— WORK REQUEST —
Collect from the data below each line with "WriteOptions".
-------- SOURCE DATA --------
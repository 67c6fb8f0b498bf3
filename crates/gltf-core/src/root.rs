//! The document root: one table per entity kind plus document-level metadata.

use std::fs::File;
use std::io::{self, BufRead, BufReader, BufWriter, Write};
use std::path::{Path, PathBuf};
use std::time::SystemTime;

use log::{debug, error, info, warn};

use crate::error::{GltfError, Result};
use crate::glb;
use crate::object::{describe, GltfObject, ObjectBase, RootObject};
use crate::parser::Parser;
use crate::schema::{
    Accessor, Animation, Asset, Buffer, BufferView, Camera, Image, Material, Mesh, Node, Sampler,
    Scene, Skin, Texture,
};
use crate::table::{Handle, RootArray};
use crate::uri::{SearchPath, UriReference};
use crate::writer::{WriteOptions, Writer};

/// A glTF document.
///
/// Reading into a root that already has content keeps that content: entities
/// named by the input are replaced in place and the rest stay. Call
/// [`GltfRoot::clear`] first for a fresh read.
#[derive(Debug, Default)]
pub struct GltfRoot {
    pub asset: Asset,
    pub extensions_used: Vec<String>,
    pub extensions_required: Vec<String>,
    /// The default scene.
    pub scene: Option<Handle<Scene>>,

    pub accessors: RootArray<Accessor>,
    pub animations: RootArray<Animation>,
    pub buffers: RootArray<Buffer>,
    pub buffer_views: RootArray<BufferView>,
    pub cameras: RootArray<Camera>,
    pub images: RootArray<Image>,
    pub materials: RootArray<Material>,
    pub meshes: RootArray<Mesh>,
    pub nodes: RootArray<Node>,
    pub samplers: RootArray<Sampler>,
    pub scenes: RootArray<Scene>,
    pub skins: RootArray<Skin>,
    pub textures: RootArray<Texture>,

    pub base: ObjectBase,

    /// File the document was last read from, if any.
    pub filename: Option<PathBuf>,
    /// Modification time of that file when it was read.
    pub timestamp: Option<SystemTime>,
}

impl GltfRoot {
    pub fn new() -> Self {
        Self::default()
    }

    /// Removes all content. Handles into the old tables become dead.
    pub fn clear(&mut self) {
        self.asset = Asset::default();
        self.extensions_used.clear();
        self.extensions_required.clear();
        self.scene = None;

        self.accessors.clear();
        self.animations.clear();
        self.buffers.clear();
        self.buffer_views.clear();
        self.cameras.clear();
        self.images.clear();
        self.materials.clear();
        self.meshes.clear();
        self.nodes.clear();
        self.samplers.clear();
        self.scenes.clear();
        self.skins.clear();
        self.textures.clear();

        self.base = ObjectBase::default();
        self.filename = None;
        self.timestamp = None;
    }

    // ========================================================================
    // Reading
    // ========================================================================

    /// Reads JSON or GLB from `input`, detected from the first byte.
    ///
    /// External resources are not loaded; see [`GltfRoot::load_externals`].
    pub fn read(&mut self, input: &mut dyn BufRead) -> Result<()> {
        let filename = self
            .filename
            .as_ref()
            .map(|path| path.display().to_string())
            .unwrap_or_default();

        match peek(input)? {
            Some(c) if c == b'{' || c.is_ascii_whitespace() => self.read_json(input, &filename),
            Some(0xEF) => {
                let mut bom = [0u8; 3];
                input.read_exact(&mut bom)?;
                match peek(input)? {
                    Some(c) if bom == [0xEF, 0xBB, 0xBF] && (c == b'{' || c.is_ascii_whitespace()) => {
                        warn!("Found UTF-8 BOM preceding JSON stream");
                        self.read_json(input, &filename)
                    }
                    _ => Err(not_gltf()),
                }
            }
            Some(b'g') => glb::read_glb(self, input, &filename),
            _ => Err(not_gltf()),
        }
    }

    fn read_json(&mut self, input: &mut dyn BufRead, filename: &str) -> Result<()> {
        let mut stream = input;
        let mut parser = Parser::new(&mut stream, self, filename);
        parser.parse_document()
    }

    /// Reads the named file, then loads its external buffers and resolves
    /// its image URIs relative to the file's directory.
    pub fn read_file(&mut self, path: impl AsRef<Path>) -> Result<()> {
        let path = path.as_ref();
        let file = File::open(path).map_err(|e| {
            error!("Could not open {}: {}", path.display(), e);
            GltfError::from(e)
        })?;
        self.filename = Some(path.to_path_buf());
        self.timestamp = file.metadata().and_then(|meta| meta.modified()).ok();

        info!("Reading {}", path.display());
        self.read(&mut BufReader::new(file))?;

        let mut search_path = SearchPath::new();
        if let Some(dir) = path.parent() {
            search_path.append_directory(if dir.as_os_str().is_empty() {
                Path::new(".")
            } else {
                dir
            });
        }
        self.load_externals(&search_path)
    }

    /// Loads every buffer that has a URI and resolves every image URI.
    /// Attempts all of them before reporting how many failed.
    pub fn load_externals(&mut self, search_path: &SearchPath) -> Result<()> {
        let mut failed = 0;

        for index in 0..self.buffers.len() {
            let has_uri = self.buffers.at(index).map_or(false, |b| b.uri.is_some());
            if !has_uri {
                continue;
            }
            if let Some(buffer) = self.buffers.at_mut(index) {
                if let Err(e) = buffer.load(search_path) {
                    error!("Failed to load buffer #{}: {}", index, e);
                    failed += 1;
                }
            }
        }

        for index in 0..self.images.len() {
            let needs_resolve = self
                .images
                .at(index)
                .and_then(|image| image.uri.as_ref())
                .map_or(false, |uri| uri.has_filename());
            if !needs_resolve {
                continue;
            }
            if let Some(uri) = self.images.at_mut(index).and_then(|image| image.uri.as_mut()) {
                if let Err(e) = uri.resolve(search_path) {
                    error!("Failed to resolve image #{}: {}", index, e);
                    failed += 1;
                }
            }
        }

        if failed == 0 {
            Ok(())
        } else {
            Err(GltfError::Externals { failed })
        }
    }

    // ========================================================================
    // Writing
    // ========================================================================

    pub fn write_gltf(&self, out: &mut dyn Write, options: WriteOptions) -> Result<()> {
        Writer::new(out, options).write_document(self)?;
        out.flush()?;
        Ok(())
    }

    pub fn write_glb(&self, out: &mut dyn Write) -> Result<()> {
        glb::write_glb(self, out)
    }

    pub fn write_gltf_file(&self, path: impl AsRef<Path>, options: WriteOptions) -> Result<()> {
        let mut out = create_file(path.as_ref())?;
        self.write_gltf(&mut out, options)
    }

    pub fn write_glb_file(&self, path: impl AsRef<Path>) -> Result<()> {
        let mut out = create_file(path.as_ref())?;
        self.write_glb(&mut out)
    }

    /// Renders the document in the debug format: indented, without commas or
    /// key quotes.
    pub fn describe(&self) -> String {
        let mut out = Vec::new();
        if let Err(e) = Writer::new(&mut out, WriteOptions::debug()).write_document(self) {
            error!("Failed to render document: {}", e);
        }
        String::from_utf8_lossy(&out).into_owned()
    }

    /// One-line descriptions of every entity, table by table.
    pub fn entity_descriptions(&self) -> Vec<String> {
        fn add<T: RootObject>(lines: &mut Vec<String>, table: &RootArray<T>) {
            lines.extend(table.iter().enumerate().map(|(i, object)| describe(i, object)));
        }

        let mut lines = Vec::new();
        add(&mut lines, &self.accessors);
        add(&mut lines, &self.animations);
        add(&mut lines, &self.buffers);
        add(&mut lines, &self.buffer_views);
        add(&mut lines, &self.cameras);
        add(&mut lines, &self.images);
        add(&mut lines, &self.materials);
        add(&mut lines, &self.meshes);
        add(&mut lines, &self.nodes);
        add(&mut lines, &self.samplers);
        add(&mut lines, &self.scenes);
        add(&mut lines, &self.skins);
        add(&mut lines, &self.textures);
        lines
    }

    // ========================================================================
    // Maintenance
    // ========================================================================

    /// The scene to show by default: the `scene` property, else the first
    /// scene.
    pub fn default_scene(&self) -> Option<Handle<Scene>> {
        self.scene
            .clone()
            .filter(Handle::is_live)
            .or_else(|| self.scenes.handle(0))
    }

    /// Removes every entity nothing refers to, repeating until no more can be
    /// removed. Scenes and animations are kept. Returns the number removed.
    pub fn garbage_collect(&mut self) -> usize {
        fn collect<T: RootObject>(table: &mut RootArray<T>) -> usize {
            if T::COLLECTABLE {
                table.garbage_collect()
            } else {
                0
            }
        }

        let mut total = 0;
        loop {
            let count = collect(&mut self.accessors)
                + collect(&mut self.animations)
                + collect(&mut self.buffers)
                + collect(&mut self.buffer_views)
                + collect(&mut self.cameras)
                + collect(&mut self.images)
                + collect(&mut self.materials)
                + collect(&mut self.meshes)
                + collect(&mut self.nodes)
                + collect(&mut self.samplers)
                + collect(&mut self.scenes)
                + collect(&mut self.skins)
                + collect(&mut self.textures);
            if count == 0 {
                break;
            }
            total += count;
        }
        debug!("Garbage collection removed {} entities", total);
        total
    }

    /// Turns every loaded buffer into a base64 data URI buffer so the
    /// document can be written as a single JSON file. Returns the number of
    /// buffers changed.
    pub fn embed_buffers(&mut self) -> usize {
        self.embed_buffers_where(|buffer| !buffer.uri.as_ref().map_or(false, UriReference::is_data))
    }

    /// Embeds the loaded buffers that have no URI, such as the binary chunk
    /// of a GLB file. JSON output has no other way to carry their data.
    pub fn embed_binary_buffers(&mut self) -> usize {
        self.embed_buffers_where(|buffer| buffer.uri.is_none())
    }

    fn embed_buffers_where(&mut self, select: impl Fn(&Buffer) -> bool) -> usize {
        let mut count = 0;
        for index in 0..self.buffers.len() {
            let embeddable = self
                .buffers
                .at(index)
                .map_or(false, |buffer| !buffer.data.is_empty() && select(buffer));
            if !embeddable {
                continue;
            }
            if let Some(buffer) = self.buffers.at_mut(index) {
                buffer.uri = Some(UriReference::data_uri(
                    "application/octet-stream",
                    &buffer.data,
                ));
                buffer.byte_length = buffer.data.len();
                count += 1;
            }
        }
        count
    }
}

impl GltfObject for GltfRoot {
    /// Top-level properties always go to the parser's own document.
    fn parse_property(&mut self, parser: &mut Parser<'_>, key: &str) -> Result<()> {
        parser.parse_root_property(key)
    }

    fn write_properties(&self, w: &mut Writer<'_>) -> io::Result<()> {
        w.write_property_always("asset", &self.asset)?;
        w.write_property("extensionsUsed", &self.extensions_used)?;
        w.write_property("extensionsRequired", &self.extensions_required)?;
        w.write_property("accessors", &self.accessors)?;
        w.write_property("animations", &self.animations)?;
        w.write_property("buffers", &self.buffers)?;
        w.write_property("bufferViews", &self.buffer_views)?;
        w.write_property("cameras", &self.cameras)?;
        w.write_property("images", &self.images)?;
        w.write_property("materials", &self.materials)?;
        w.write_property("meshes", &self.meshes)?;
        w.write_property("nodes", &self.nodes)?;
        w.write_property("scene", &self.scene)?;
        w.write_property("samplers", &self.samplers)?;
        w.write_property("scenes", &self.scenes)?;
        w.write_property("skins", &self.skins)?;
        w.write_property("textures", &self.textures)?;
        self.base.write_properties(w)
    }

    fn clear(&mut self) {
        GltfRoot::clear(self);
    }
}

fn peek(input: &mut dyn BufRead) -> Result<Option<u8>> {
    Ok(input.fill_buf()?.first().copied())
}

fn not_gltf() -> GltfError {
    error!("This does not appear to be a glTF file.");
    GltfError::NotGltf
}

fn create_file(path: &Path) -> Result<BufWriter<File>> {
    let file = File::create(path).map_err(|e| {
        error!("Unable to open {} for writing: {}", path.display(), e);
        GltfError::from(e)
    })?;
    Ok(BufWriter::new(file))
}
--------
— SOLVED EXERCISE —
use crate::writer::{WriteOptions, Writer};
    pub fn write_gltf(&self, out: &mut dyn Write, options: WriteOptions) -> Result<()> {
    pub fn write_gltf_file(&self, path: impl AsRef<Path>, options: WriteOptions) -> Result<()> {
        if let Err(e) = Writer::new(&mut out, WriteOptions::debug()).write_document(self) {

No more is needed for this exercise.